引きずられる私をよそに、一虎は近くに停めていたバイクの前で足を止めて、私にヘルメットを渡す。
仕方なく、とりあえず結っている髪を解いてメガネを外した。単純にヘルメットを被るにはジャマだったから。
「女の子ってすげぇよな。髪形変わるだけでこんな違うもんなんだな。特にメガネ外していい女って、漫画だけだと思ってたから衝撃だわ」
「そんな事言ったって、何も出ないよ」
いい女と言われたら、普通は嬉しいんだろうけど、私は何も嬉しくない。
ヘルメットを被って、バイクの後ろに跨った。
音は苦手だけど、全てを掻き消すように吹く風は、気持ちよくて嫌いじゃない。
微かに聞こえる鈴の音を聞くみたいに、一虎のお腹に回した手に力を入れて抱きついた。
彼氏はもちろん、友達もいない私が街で遊ぶのは初めてだったからか、同年代の子達がしているみたいな、普通の楽しみを体験してみたくて、一虎に言ったら笑顔で了承してくれた。
「それ美味そー」
「はい、食べていいよ」
持っているアイスを一虎に差し出すと、美味しそうに食べる一虎が無邪気に笑う。
まるでカップルがデートでもしているみたいな雰囲気に、なんて事ないようなアイスの味が、妙に甘い気がして恥ずかしくなった。

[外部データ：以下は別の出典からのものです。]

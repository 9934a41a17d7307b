//! Integration tests for agent sessions on the ingest listener
//!
//! These run against a real TCP listener and verify the per-line reply
//! protocol, error isolation within a session and persistence across
//! sessions.

use std::sync::Arc;
use std::time::Duration;

use crate::helpers::*;

#[tokio::test]
async fn test_session_recovers_from_a_malformed_line() {
    let store = seeded_store().await;
    let publisher = Arc::new(RecordingPublisher::default());
    let harness = spawn_ingest(store.clone(), publisher).await;

    let (mut replies, mut tx) = connect_agent(harness.addr).await;

    send_line(&mut tx, "{broken json").await;
    send_line(&mut tx, &probe_line(1, false)).await;
    send_line(&mut tx, &probe_line(1, true)).await;

    let first = replies.next_line().await.unwrap().unwrap();
    assert!(first.starts_with("ERROR:"), "got: {first}");
    assert_eq!(replies.next_line().await.unwrap().unwrap(), "OK");
    assert_eq!(replies.next_line().await.unwrap().unwrap(), "OK");

    // only the two valid reports were persisted
    assert_eq!(store.probes().await.len(), 2);
}

#[tokio::test]
async fn test_reports_persist_across_sessions() {
    let store = seeded_store().await;
    let publisher = Arc::new(RecordingPublisher::default());
    let harness = spawn_ingest(store.clone(), publisher).await;

    for _ in 0..2 {
        let (mut replies, mut tx) = connect_agent(harness.addr).await;
        send_line(&mut tx, &probe_line(1, true)).await;
        assert_eq!(replies.next_line().await.unwrap().unwrap(), "OK");
        // connection drops here
    }

    assert_eq!(store.probes().await.len(), 2);
}

#[tokio::test]
async fn test_unknown_host_is_stored_without_alerting() {
    let store = seeded_store().await;
    let publisher = Arc::new(RecordingPublisher::default());
    let harness = spawn_ingest(store.clone(), publisher.clone()).await;

    let (mut replies, mut tx) = connect_agent(harness.addr).await;
    send_line(&mut tx, &probe_line(999, false)).await;

    assert_eq!(replies.next_line().await.unwrap().unwrap(), "OK");
    assert_eq!(store.probes().await.len(), 1);
    assert!(publisher.published.lock().await.is_empty());
}

#[tokio::test]
async fn test_concurrent_agents_all_get_their_replies() {
    let store = seeded_store().await;
    let publisher = Arc::new(RecordingPublisher::default());
    let harness = spawn_ingest(store.clone(), publisher).await;

    let mut agents = Vec::new();
    for _ in 0..5 {
        let addr = harness.addr;
        agents.push(tokio::spawn(async move {
            let (mut replies, mut tx) = connect_agent(addr).await;
            for _ in 0..10 {
                send_line(&mut tx, &probe_line(1, true)).await;
                assert_eq!(replies.next_line().await.unwrap().unwrap(), "OK");
            }
        }));
    }

    for agent in agents {
        agent.await.unwrap();
    }

    assert_eq!(store.probes().await.len(), 50);
}

#[tokio::test]
async fn test_shutdown_closes_open_sessions() {
    let store = seeded_store().await;
    let publisher = Arc::new(RecordingPublisher::default());
    let harness = spawn_ingest(store, publisher).await;

    let (mut replies, _tx) = connect_agent(harness.addr).await;
    harness.shutdown.send(true).unwrap();

    let eof = tokio::time::timeout(Duration::from_secs(1), replies.next_line())
        .await
        .expect("session should close promptly on shutdown");
    assert!(matches!(eof, Ok(None) | Err(_)));
}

遊び慣れているのか、一虎は色んな場所に連れて行ってくれて、見る場所全てが新鮮で、キラキラと鮮やかに見えた。
時間はあっという間で、そろそろ放課後になろうとしている時間に、バイクが校門の前で止まる。
「また遊ぼーぜ」
「……気が向いたら、ね」
人懐っこい笑顔に、つい即答で頷いてしまいそうになるのを堪えた。
もう関わるつもりはないのに、そう決めたのにどうしてこんなにも寂しく感じるんだろう。